Nel 1957 Vladimir Nabokov, uno dei grandi romanzieri del secolo scorso, si candidò per un ruolo di insegnante di letteratura presso la prestigiosa università di Harvard. Il noto linguista Roman Jakobson, stimato docente nella stessa università, si mostrò fin da subito fortemente contrario a questa candidatura e, davanti alle obiezioni stupite di alcuni colleghi («Ma il signor Nabokov è un grande scrittore!»), rispose con una frase divenuta celebre: «Anche l’elefante è un grande animale; lei lo chiamerebbe a dirigere il dipartimento di zoologia?». Jakobson, in quell'occasione, riuscì ad averla vinta e Nabokov non ebbe il posto. La storia recente però, non sembra dare ragione all'arguto studioso, quanto piuttosto ai suoi anonimi avversari: guardandoci attorno infatti, possiamo vedere diversi elefanti che, abbandonata la savana, entrano nelle aule universitarie allo scopo di parlarci di loro stessi e di altri membri della propria specie. Al di là della metafora, possiamo notare che in effetti molti dei testi di critica letteraria più acuti e degni di nota degli ultimi anni non sono stati scritti da critici di professione, ma da scrittori, spesso importanti. Pensiamo ad esempio a Kundera: un grandissimo romanziere che, alla scrittura, ha sempre accompagnato la riflessione sull'arte del romanzo. Una delle opere più belle di Kundera è un saggio, e si intitola proprio L’arte del romanzo (1986).

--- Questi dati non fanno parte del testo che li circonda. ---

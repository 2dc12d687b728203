/*
 * error.rs
 * Copyright (c) 2025 Posit, PBC
 */

//! Error types for compiling and decompiling templates.

use thiserror::Error;

/// Errors that can occur during template operations.
#[derive(Debug, Error)]
pub enum TemplateError {
    /// A token resolved to a missing value and had no default.
    #[error("Missing variable: {expression}")]
    MissingVariable { expression: String },

    /// A value could not be cast to the type declared by its token.
    #[error("Cannot cast value to {target}: {message}")]
    Coercion {
        target: &'static str,
        message: String,
    },

    /// The produced text does not fit the template's literal skeleton.
    #[error("No match for {expression}")]
    NoMatch { expression: String },

    /// A default clause is not valid JSON.
    #[error("Invalid default in `{expression}`: {message}")]
    InvalidDefault { expression: String, message: String },

    /// A property path could not be parsed.
    #[error("Invalid property path `{path}`: {message}")]
    InvalidPath { path: String, message: String },

    /// The delimiter pair is unusable.
    #[error("Invalid delimiters: {message}")]
    InvalidDelimiters { message: String },
}

impl TemplateError {
    /// True for [`TemplateError::MissingVariable`].
    pub fn is_missing_variable(&self) -> bool {
        matches!(self, TemplateError::MissingVariable { .. })
    }
}

/// Result type for template operations.
pub type TemplateResult<T> = Result<T, TemplateError>;
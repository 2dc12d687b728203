/*
 * tree.rs
 * Copyright (c) 2025 Posit, PBC
 */

//! Tree-level operations: apply the string engines across nested
//! objects and arrays.

use crate::deinterpolate::deinterpolate;
use crate::error::TemplateResult;
use crate::interpolate::interpolate;
use crate::options::TemplateOptions;
use crate::token;
use crate::value;
use serde_json::{Map, Value};

/// Compile `template` with `data` into a result tree.
///
/// Objects and arrays are walked recursively, strings are interpolated
/// and every other value is copied unchanged.
pub fn compile(template: &Value, data: &Value, options: &TemplateOptions) -> TemplateResult<Value> {
    match template {
        Value::Object(map) => map
            .iter()
            .map(|(key, child)| Ok((key.clone(), compile(child, data, options)?)))
            .collect::<TemplateResult<Map<String, Value>>>()
            .map(Value::Object),
        Value::Array(items) => items
            .iter()
            .map(|child| compile(child, data, options))
            .collect::<TemplateResult<Vec<Value>>>()
            .map(Value::Array),
        Value::String(source) => interpolate(source, data, options),
        other => Ok(other.clone()),
    }
}

/// Recover the data context that `result` was compiled from.
///
/// Only paths referenced by the template's tokens can be recovered.
pub fn decompile(
    template: &Value,
    result: &Value,
    options: &TemplateOptions,
) -> TemplateResult<Value> {
    let mut data = Value::Object(Map::new());
    collect(template, Some(result), options, &mut data)?;
    Ok(data)
}

fn collect(
    template: &Value,
    result: Option<&Value>,
    options: &TemplateOptions,
    data: &mut Value,
) -> TemplateResult<()> {
    match template {
        Value::Object(map) => {
            for (key, child) in map {
                let produced = result.and_then(|r| r.get(key));
                collect(child, produced, options, data)?;
            }
        }
        Value::Array(items) => {
            for (index, child) in items.iter().enumerate() {
                let produced = result.and_then(|r| r.get(index));
                collect(child, produced, options, data)?;
            }
        }
        Value::String(source) => {
            let fragment = deinterpolate(source, result, &options.delimiters)?;
            value::merge(data, fragment);
        }
        _ => {}
    }
    Ok(())
}

/// Check whether `object` is a compilation of `template`.
///
/// The data recovered from `object` is compiled again and compared with
/// `object`. A variable that cannot be resolved during that compile means
/// "no match"; every other error is returned.
pub fn matches(
    template: &Value,
    object: &Value,
    options: &TemplateOptions,
) -> TemplateResult<bool> {
    let data = decompile(template, object, options)?;
    let strict = TemplateOptions {
        allow_missing: false,
        ..options.clone()
    };
    match compile(template, &data, &strict) {
        Ok(recompiled) => Ok(&recompiled == object),
        Err(e) if e.is_missing_variable() => {
            tracing::debug!(error = %e, "recompile failed, treating as no match");
            Ok(false)
        }
        Err(e) => Err(e),
    }
}

/// Every property path referenced by `template`, in document order and
/// without duplicates.
pub fn referenced_paths(
    template: &Value,
    options: &TemplateOptions,
) -> TemplateResult<Vec<String>> {
    let mut paths = Vec::new();
    visit_paths(template, options, &mut paths)?;
    Ok(paths)
}

fn visit_paths(
    template: &Value,
    options: &TemplateOptions,
    paths: &mut Vec<String>,
) -> TemplateResult<()> {
    match template {
        Value::Object(map) => {
            for child in map.values() {
                visit_paths(child, options, paths)?;
            }
        }
        Value::Array(items) => {
            for child in items {
                visit_paths(child, options, paths)?;
            }
        }
        Value::String(source) => {
            for token in token::scan(source, &options.delimiters)? {
                if !paths.contains(&token.path) {
                    paths.push(token.path);
                }
            }
        }
        _ => {}
    }
    Ok(())
}
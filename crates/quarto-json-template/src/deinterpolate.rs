/*
 * deinterpolate.rs
 * Copyright (c) 2025 Posit, PBC
 */

//! Reverse substitution: recover data from a template string and the
//! value that was produced from it.

use crate::error::{TemplateError, TemplateResult};
use crate::options::Delimiters;
use crate::path;
use crate::token::{self, Token};
use crate::value;
use regex::Regex;
use serde_json::{Map, Value};

/// Recover the data referenced by the tokens of `source` from `produced`.
///
/// `produced` is `None` when the result tree has nothing at the position
/// of `source`. The returned fragment is always an object; values from
/// several tokens are deep-merged and a path written twice keeps the
/// value of its last token.
pub fn deinterpolate(
    source: &str,
    produced: Option<&Value>,
    delimiters: &Delimiters,
) -> TemplateResult<Value> {
    let tokens = token::scan(source, delimiters)?;
    let mut fragment = Value::Object(Map::new());
    if tokens.is_empty() {
        return Ok(fragment);
    }

    if let Some(whole) = token::bounded(source, &tokens) {
        if let Some(produced) = produced {
            let recovered = recover_whole(whole, produced)?;
            assign(&mut fragment, &whole.path, recovered)?;
        }
        return Ok(fragment);
    }

    let text = match produced {
        Some(Value::String(s)) => s.clone(),
        Some(other) if !other.is_null() => value::stringify(other),
        _ => {
            return Err(TemplateError::NoMatch {
                expression: tokens[0].expression.clone(),
            });
        }
    };

    let captures = capture_tokens(source, &tokens, &text)?;
    for (token, captured) in tokens.iter().zip(captures) {
        let Some(captured) = captured else {
            return Err(TemplateError::NoMatch {
                expression: token.expression.clone(),
            });
        };
        let recovered = match &token.default {
            Some(default) if value::stringify(default) == captured => default.clone(),
            _ => token.cast.cast(Value::String(captured))?,
        };
        assign(&mut fragment, &token.path, recovered)?;
    }

    Ok(fragment)
}

/// Recover the value of a token that made up its whole string.
fn recover_whole(token: &Token, produced: &Value) -> TemplateResult<Value> {
    match &token.default {
        Some(default) if default == produced => {
            tracing::trace!(path = %token.path, "produced value equals default");
            Ok(default.clone())
        }
        _ => token.cast.cast(produced.clone()),
    }
}

/// Match `text` against the literal skeleton of `source`, capturing the
/// text each token produced. Every capture is `None` when `text` does not
/// fit the skeleton.
fn capture_tokens(
    source: &str,
    tokens: &[Token],
    text: &str,
) -> TemplateResult<Vec<Option<String>>> {
    let mut pattern = String::from("(?s)^");
    let mut literal_start = 0;
    for token in tokens {
        pattern.push_str(&regex::escape(&source[literal_start..token.span.start]));
        pattern.push_str("(.*)");
        literal_start = token.span.end;
    }
    pattern.push_str(&regex::escape(&source[literal_start..]));
    pattern.push('$');

    let skeleton = Regex::new(&pattern).map_err(|e| TemplateError::NoMatch {
        expression: format!("{} ({})", source, e),
    })?;

    Ok(match skeleton.captures(text) {
        Some(caps) => (1..=tokens.len())
            .map(|i| caps.get(i).map(|m| m.as_str().to_string()))
            .collect(),
        None => vec![None; tokens.len()],
    })
}

fn assign(fragment: &mut Value, path: &str, recovered: Value) -> TemplateResult<()> {
    let segments = path::parse(path)?;
    let mut piece = Value::Object(Map::new());
    path::set(&mut piece, &segments, recovered).map_err(|e| match e {
        TemplateError::InvalidPath { message, .. } => TemplateError::InvalidPath {
            path: path.to_string(),
            message,
        },
        other => other,
    })?;
    value::merge(fragment, piece);
    Ok(())
}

Un altro grande autore che si dimostra anche un ottimo critico è David Foster Wallace: nella sua raccolta Considera l’aragosta (2005), tra una riflessione sull'industria pornografica americana e una gita alla sagra dell’astice del Maine, troviamo alcune riflessioni su Kafka (Alcune considerazioni sulla comicità di Kafka che forse dovevano essere tagliate ulteriormente) e su Dostoevskij (Il Dostoevskij di Joseph Frank) davvero profonde e innovative. Un terzo esempio di “elefante che insegna zoologia” è Michele Mari che, nel suo libro I demoni e la pasta sfoglia (2004), ha inserito e continua a inserire le proprie opinioni su scrittori di ogni epoca e provenienza geografica. Risultato di questo lavoro è una vera e propria biblioteca portatile, una raccolta che si fa sempre più ricca e voluminosa, fornendoci profili critici di decine e decine di grandi autori.

 




Ma da cosa sono accomunati tre autori diversi come Kundera, Mari e Wallace? Cos'è a renderli, oltre che grandi scrittori, acuti e brillanti critici? Ciò che forse Jakobson non capiva è che un bravo scrittore e un bravo critico, nel loro lavoro, sono accomunati dalla stessa fase iniziale: quella della lettura. Proprio come i migliori musicisti sono, prima di tutto, degli ascoltatori di buona musica, così i migliori scrittori, i più originali e capaci, sono innanzitutto dei lettori attenti e appassionati. Da qui nasce il loro modo di fare critica insolito, fuori dagli schemi, un modo radicale nel senso etimologico del termine: uno scrittore infatti, si fa critico per cercare di arrivare alle radici della propria scrittura. Pensiamo nuovamente a L’arte del romanzo, in questo libro straordinario Kundera non fa altro che mostrarci le foto dei propri “familiari”: Gombrowicz, Kafka, Musil, Flaubert, Rabelais, Cervantes e gli altri autori che più ha amato, che più lo hanno influenzato. Michele Mari fa in fondo la stessa cosa: I demoni e la pasta sfoglia non è soltanto un’opera di critica letteraria, è una vera e propria autobiografia, Mari parla di Gadda, di Céline, di Buzzati, ma il suo intento è parlarci di se stesso. La critica fatta dagli scrittori è, potremmo dire, egocentrica: ripiegata su di sé. Lo scrittore-critico mira a farci conoscere i propri modelli, a creare la tradizione all'interno della quale vuole essere inserito e letto. In questo modo nascono strade diverse, collegamenti inaspettati che il critico di professione, per quanto capace, non riesce a vedere.


 



Riflettendo su questa figura, quella dello scrittore che, attraverso la lettura, riesce a diventare un abile critico, ci viene in mente un’immagine:

 


C’è una foto in cui si vede Borges mentre cerca di decifrare un libro che tiene incollato alla faccia. È in una delle gallerie alte della Biblioteca Nazionale di via México, accovacciato, lo sguardo sulla pagina aperta.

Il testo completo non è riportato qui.